Quantization with Unified Adaptive Distillation to enable multi-LoRA based one-for-all Generative Vision Models on edge

Sowmya Vajrala, Aakash Parmar, Prasanna R, Sravanth Kodavanti, Manjunath Arveti, Srinivas Soumitri Miriyala, Ashok Senapati et al.

Problem

Deploying Large Vision Models (LVMs) for generative AI tasks (image editing, object removal, prompt-guided transformation) on resource-constrained edge devices (smartphones) is extremely challenging due to high memory and compute requirements. While Low-Rank Adapters (LoRAs) enable parameter-efficient task adaptation, the standard deployment approach is fundamentally flawed for multi-task scenarios:

Core problem: Existing mobile deployment pipelines compile separate model binaries for each LoRA plus a full copy of the foundation model. When deploying multiple GenAI use-cases, this leads to redundant storage, increased runtime overhead, and inability to switch tasks at runtime without recompilation or reloading entire model graphs.
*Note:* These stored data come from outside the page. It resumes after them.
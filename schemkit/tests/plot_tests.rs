//! Tests for plot command emission

use schemkit::plot::board::plot_board;
use schemkit::plot::schematic::plot_schematic;
use schemkit::plot::stroke_font::{plot_text, TextStyle};
use schemkit::plot::{
    plot_component, CommandRecorder, GlyphTable, Placement, PlotCommand, PlotOptions, PlotPoint,
};
use schemkit::{Board, Library, Schematic};
use std::path::PathBuf;

fn fixture_path(name: &str) -> PathBuf {
    PathBuf::from(env!("CARGO_MANIFEST_DIR"))
        .join("tests")
        .join("fixtures")
        .join(name)
}

fn read_fixture(name: &str) -> String {
    std::fs::read_to_string(fixture_path(name)).expect("Should read fixture")
}

/// Command names without pen width changes.
fn shapes(recorder: &CommandRecorder) -> Vec<&'static str> {
    recorder
        .commands()
        .iter()
        .filter_map(|c| match c {
            PlotCommand::SetLineWidth { .. } => None,
            PlotCommand::MoveTo { .. } => Some("move"),
            PlotCommand::LineTo { .. } => Some("line"),
            PlotCommand::Arc { .. } => Some("arc"),
            PlotCommand::Circle { .. } => Some("circle"),
            PlotCommand::Polygon { .. } => Some("polygon"),
        })
        .collect()
}

#[test]
fn test_component_plot_follows_draw_order() {
    let library = Library::load(&read_fixture("device.lib")).expect("Should parse");
    let logo = library.find_by_name("LOGO").unwrap();
    let mut recorder = CommandRecorder::new();

    plot_component(
        &mut recorder,
        &GlyphTable::new(),
        logo,
        &Placement::default(),
        &PlotOptions::default(),
    );
    // Arc, text (no glyphs available), circle.
    assert_eq!(shapes(&recorder), vec!["arc", "circle"]);
}

#[test]
fn test_unit_selection() {
    let library = Library::load(&read_fixture("device.lib")).expect("Should parse");
    let opamp = library.find_by_name("LM358").unwrap();
    let options = PlotOptions {
        plot_pin_text: false,
        ..Default::default()
    };

    let pin_strokes = |unit: u32| {
        let mut recorder = CommandRecorder::new();
        let placement = Placement {
            unit,
            ..Default::default()
        };
        plot_component(&mut recorder, &GlyphTable::new(), opamp, &placement, &options);
        let shapes = shapes(&recorder);
        assert_eq!(shapes[0], "polygon", "Shared body comes first");
        shapes.iter().filter(|s| **s == "move").count()
    };

    // Three own pins plus the two shared supply pins.
    assert_eq!(pin_strokes(1), 5);
    assert_eq!(pin_strokes(2), 5);
    assert_eq!(pin_strokes(3), 2);
}

#[test]
fn test_hidden_pins_need_plot_hidden() {
    let library = Library::load(&read_fixture("device.lib")).expect("Should parse");
    let gnd = library.find_by_name("GND").unwrap();
    let font = GlyphTable::new();

    let mut recorder = CommandRecorder::new();
    plot_component(&mut recorder, &font, gnd, &Placement::default(), &PlotOptions::default());
    assert_eq!(shapes(&recorder), vec!["polygon"]);

    let mut recorder = CommandRecorder::new();
    let options = PlotOptions {
        plot_hidden: true,
        ..Default::default()
    };
    plot_component(&mut recorder, &font, gnd, &Placement::default(), &options);
    assert_eq!(shapes(&recorder), vec!["polygon", "move", "line"]);
}

#[test]
fn test_schematic_uses_library_bodies() {
    let libraries = vec![Library::load(&read_fixture("device.lib")).expect("Should parse")];
    let schematic = Schematic::load(&read_fixture("filter.sch")).expect("Should parse");
    let options = PlotOptions {
        plot_pin_text: false,
        ..Default::default()
    };

    let mut with_libs = CommandRecorder::new();
    plot_schematic(&mut with_libs, &GlyphTable::new(), &schematic, &libraries, &options);
    let mut without_libs = CommandRecorder::new();
    plot_schematic(&mut without_libs, &GlyphTable::new(), &schematic, &[], &options);

    assert!(with_libs.len() > without_libs.len());
    // The capacitor plates are the first thing drawn.
    assert_eq!(
        with_libs
            .commands()
            .iter()
            .find(|c| !matches!(c, PlotCommand::SetLineWidth { .. })),
        Some(&PlotCommand::Polygon {
            points: vec![PlotPoint::new(2920.0, 2030.0), PlotPoint::new(3080.0, 2030.0)],
            fill: false,
            width: 20.0,
        })
    );
}

#[test]
fn test_board_categories_in_order() {
    let board = Board::load(&read_fixture("blinky.kicad_pcb")).expect("Should parse");
    let mut recorder = CommandRecorder::new();
    plot_board(&mut recorder, &GlyphTable::new(), &board, &PlotOptions::default());

    let shapes = shapes(&recorder);
    // Board outline line and arc lead, the zone fill closes the stream.
    assert_eq!(&shapes[..3], &["move", "line", "arc"]);
    match recorder.commands().last() {
        Some(PlotCommand::Polygon { points, fill, .. }) => {
            assert!(fill);
            assert_eq!(points[0], PlotPoint::new(100.5, 60.5));
        }
        other => panic!("Expected zone fill, got {other:?}"),
    }
}

#[test]
fn test_board_layer_filter() {
    let board = Board::load(&read_fixture("blinky.kicad_pcb")).expect("Should parse");
    let options = PlotOptions {
        layers: vec!["B.Cu".to_string()],
        ..Default::default()
    };
    let mut recorder = CommandRecorder::new();
    plot_board(&mut recorder, &GlyphTable::new(), &board, &options);
    // One back-side track, the via and the zone.
    assert_eq!(shapes(&recorder), vec!["move", "line", "circle", "polygon"]);
}

#[test]
fn test_stroked_text_is_lines_only() {
    // '|' as a single vertical bar.
    let font = GlyphTable::from_hershey('|', &["JZRFRY"]);
    let mut recorder = CommandRecorder::new();
    let style = TextStyle {
        size: 21.0,
        italic: true,
        ..Default::default()
    };
    plot_text(&mut recorder, &font, "||\n|", PlotPoint::new(0.0, 0.0), &style);

    assert_eq!(
        shapes(&recorder),
        vec!["move", "line", "move", "line", "move", "line"]
    );
    assert!(recorder
        .commands()
        .iter()
        .all(|c| matches!(c, PlotCommand::MoveTo { .. } | PlotCommand::LineTo { .. })));
}
//! Lexical unit shared by the line-oriented parsers and the s-expression lexer.

use std::fmt;
use std::hash::{Hash, Hasher};

use serde::{Deserialize, Serialize};

/// A piece of source text together with the 1-based line it came from.
///
/// Two tokens are equal when their text is equal; the line is carried only
/// for error reporting.
#[derive(Debug, Clone, Serialize, Deserialize)]
pub struct Token {
    text: String,
    line: usize,
}

impl Token {
    pub fn new(text: impl Into<String>, line: usize) -> Self {
        Self {
            text: text.into(),
            line,
        }
    }

    pub fn text(&self) -> &str {
        &self.text
    }

    pub fn line(&self) -> usize {
        self.line
    }

    pub fn into_text(self) -> String {
        self.text
    }

    /// Optional sign, digits with an optional fraction, optional exponent.
    pub fn is_number(&self) -> bool {
        is_number_text(&self.text)
    }

    /// Any non-empty text; keyword-ness is decided by the consuming parser.
    pub fn is_symbol(&self) -> bool {
        !self.text.is_empty()
    }
}

impl PartialEq for Token {
    fn eq(&self, other: &Self) -> bool {
        self.text == other.text
    }
}

impl Eq for Token {}

impl Hash for Token {
    fn hash<H: Hasher>(&self, state: &mut H) {
        self.text.hash(state);
    }
}

impl PartialEq<str> for Token {
    fn eq(&self, other: &str) -> bool {
        self.text == other
    }
}

impl PartialEq<&str> for Token {
    fn eq(&self, other: &&str) -> bool {
        self.text == *other
    }
}

impl fmt::Display for Token {
    fn fmt(&self, f: &mut fmt::Formatter<'_>) -> fmt::Result {
        f.write_str(&self.text)
    }
}

pub(crate) fn is_number_text(text: &str) -> bool {
    let bytes = text.as_bytes();
    let mut i = 0;

    if matches!(bytes.first(), Some(b'+') | Some(b'-')) {
        i += 1;
    }

    let int_start = i;
    while i < bytes.len() && bytes[i].is_ascii_digit() {
        i += 1;
    }
    let mut digits = i - int_start;

    if i < bytes.len() && bytes[i] == b'.' {
        i += 1;
        let frac_start = i;
        while i < bytes.len() && bytes[i].is_ascii_digit() {
            i += 1;
        }
        if i == frac_start {
            return false;
        }
        digits += i - frac_start;
    }

    if digits == 0 {
        return false;
    }

    if i < bytes.len() && matches!(bytes[i], b'e' | b'E') {
        i += 1;
        if matches!(bytes.get(i), Some(b'+') | Some(b'-')) {
            i += 1;
        }
        let exp_start = i;
        while i < bytes.len() && bytes[i].is_ascii_digit() {
            i += 1;
        }
        if i == exp_start {
            return false;
        }
    }

    i == bytes.len()
}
Prior art and limitations:

QLoRA (Dettmers et al., 2023): Improves memory efficiency during fine-tuning via quantization-aware techniques but assumes static model graphs; does not address multi-LoRA runtime switching on edge NPUs.
QaLoRA (Xu et al., 2023): Quantization-aware low-rank adaptation for LLMs; not designed for vision diffusion models or NPU deployment.
MobileDiffusion (Zhao et al., 2024): Reduces diffusion inference cost for mobile devices but builds a single-purpose model from scratch rather than adapting existing LVMs.
ControlNet (Zhang et al., 2023): Introduces structured conditioning for controllable image editing but adds parallel network branches, increasing model size.
UniVG (Fu et al., 2025), OneDiffusion (Le et al., 2025), Dual Diffusion (Li et al., 2025): Attempt to unify multiple tasks within a single generative framework via end-to-end multi-task training but do not support modular runtime adaptation or separate adapter switching.
Multi-LoRA meets Vision (Kesim & Helli, 2024): Merges multiple adapters into a multi-task model but does not address quantization compatibility across LoRAs for edge deployment.
Conv-Adapter (Chen et al., 2024), AdaptFormer (Chen et al., 2022): Parameter-efficient transfer learning methods but not designed for on-device deployment with dynamic switching.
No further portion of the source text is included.